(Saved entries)
--------

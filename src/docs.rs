use utoipa::OpenApi;

use isitcancelled_core::ErrorResponse;

#[derive(OpenApi)]
#[openapi(
    paths(
        crate::modules::metadata::controller::get_semesters,
        crate::modules::metadata::controller::get_time_slots,
        crate::modules::metadata::controller::get_weeks,
        crate::modules::metadata::controller::get_classes,
        crate::modules::timetables::controller::get_class_week,
    ),
    components(schemas(ErrorResponse)),
    tags(
        (name = "Metadata", description = "Semesters, time slots, weeks and classes"),
        (name = "Timetables", description = "Per-class weekly records")
    ),
    info(
        title = "IsItCancelled API",
        version = "3.0.0",
        description = "Read-only access to cached timetable data: is class X cancelled this week?",
        license(
            name = "MIT"
        )
    )
)]
pub struct ApiDoc;
//! # IsItCancelled API
//!
//! A read-only REST API built with Rust, Axum and Redis that answers one
//! question for client applications: is class X cancelled this week?
//!
//! ## Overview
//!
//! An external ingestion job keeps a Redis cache filled with timetable data.
//! This service only reads it:
//!
//! - **Metadata**: one aggregate document under the key `meta`, holding the
//!   semesters, time slots, weeks and classes. Each of the four parts is
//!   served by its own route.
//! - **Timetables**: one record per class and week under
//!   `semesters:{semesterId}:weeks:{weekId}:classes:{classId}`, served
//!   verbatim.
//!
//! ## Architecture
//!
//! ```text
//! src/
//! ├── modules/          # Feature modules
//! │   ├── metadata/    # Semesters, time slots, weeks, classes
//! │   └── timetables/  # Weekly per-class records
//! └── utils/           # Shared response helpers
//! crates/
//! ├── isitcancelled-core/    # AppError
//! ├── isitcancelled-config/  # CORS and listener settings
//! └── isitcancelled-cache/   # Cache store trait, Redis and in-memory stores
//! ```
//!
//! Each feature module has the same layout: `controller.rs` (HTTP handlers),
//! `service.rs` (cache reads), `model.rs` (types) and `router.rs`.
//!
//! ## Routes
//!
//! | Route | Response |
//! |-------|----------|
//! | `GET /semesters` | semesters |
//! | `GET /semesters/{id}/timeSlots` | time slots |
//! | `GET /semesters/{id}/weeks` | weeks |
//! | `GET /semesters/{id}/classes` | classes |
//! | `GET /semesters/{id}/weeks/{week}?class_id=..` | weekly class record |
//!
//! Any failed cache read answers `404 {"error":"Not Found"}`; a missing
//! `class_id` answers `400 {"error":"class_id is required"}`.
//!
//! ## Quick Start
//!
//! ```bash
//! REDIS_HOST=localhost REDIS_PORT=6379 cargo run
//! ```
//!
//! The server listens on port 3003. API documentation is served at
//! `/swagger-ui` and `/scalar`.

pub mod docs;
pub mod logging;
pub mod modules;
pub mod router;
pub mod state;
pub mod utils;

// Re-export workspace crates for convenience
pub use isitcancelled_cache;
pub use isitcancelled_config;
pub use isitcancelled_core;
use anyhow::Error;
use axum::{
    Json,
    http::StatusCode,
    response::{IntoResponse, Response},
};
use serde::Serialize;
use serde_json::json;
use utoipa::ToSchema;

/// Message carried by every 404 response.
pub const NOT_FOUND_MESSAGE: &str = "Not Found";

/// Error body returned for every non-2xx response.
#[derive(Debug, Serialize, ToSchema)]
pub struct ErrorResponse {
    pub error: String,
}

#[derive(Debug)]
pub struct AppError {
    pub status: StatusCode,
    pub error: Error,
}

impl AppError {
    pub fn new<E>(status: StatusCode, err: E) -> Self
    where
        E: Into<Error>,
    {
        Self {
            status,
            error: err.into(),
        }
    }

    pub fn not_found<E>(err: E) -> Self
    where
        E: Into<Error>,
    {
        Self::new(StatusCode::NOT_FOUND, err)
    }

    pub fn bad_request<E>(err: E) -> Self
    where
        E: Into<Error>,
    {
        Self::new(StatusCode::BAD_REQUEST, err)
    }

    /// The uniform 404 used for every failed cache read.
    ///
    /// The underlying cause is kept out of the response body.
    pub fn resource_not_found() -> Self {
        Self::not_found(anyhow::anyhow!(NOT_FOUND_MESSAGE))
    }
}

impl IntoResponse for AppError {
    fn into_response(self) -> Response {
        let body = Json(json!({
            "error": self.error.to_string()
        }));

        (self.status, body).into_response()
    }
}

#[cfg(test)]
mod tests {
    use super::*;
    use http_body_util::BodyExt;

    async fn body_json(err: AppError) -> (StatusCode, serde_json::Value) {
        let response = err.into_response();
        let status = response.status();
        let body = response.into_body().collect().await.unwrap().to_bytes();
        (status, serde_json::from_slice(&body).unwrap())
    }

    #[tokio::test]
    async fn test_resource_not_found_body() {
        let (status, body) = body_json(AppError::resource_not_found()).await;
        assert_eq!(status, StatusCode::NOT_FOUND);
        assert_eq!(body, json!({ "error": "Not Found" }));
    }

    #[tokio::test]
    async fn test_bad_request_body() {
        let err = AppError::bad_request(anyhow::anyhow!("class_id is required"));
        let (status, body) = body_json(err).await;
        assert_eq!(status, StatusCode::BAD_REQUEST);
        assert_eq!(body["error"], "class_id is required");
    }

    #[test]
    fn test_constructors_produce_client_errors_only() {
        let errors = [
            AppError::resource_not_found(),
            AppError::not_found(anyhow::anyhow!("missing")),
            AppError::bad_request(anyhow::anyhow!("invalid")),
        ];

        for err in errors {
            assert!(err.status.is_client_error(), "{}", err.status);
        }
    }
}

--------

INSTRUCTIONS TO FOLLOW: Your task for the entries above: copy exactly the span starting with the line with "## Quick Start" and going on through the line with "pub mod state;", both lines included, and nothing else.

ANSWER SPACE:
//! ## Quick Start
//!
//! ```bash
//! REDIS_HOST=localhost REDIS_PORT=6379 cargo run
//! ```
//!
//! The server listens on port 3003. API documentation is served at
//! `/swagger-ui` and `/scalar`.

pub mod docs;
pub mod logging;
pub mod modules;
pub mod router;
pub mod state;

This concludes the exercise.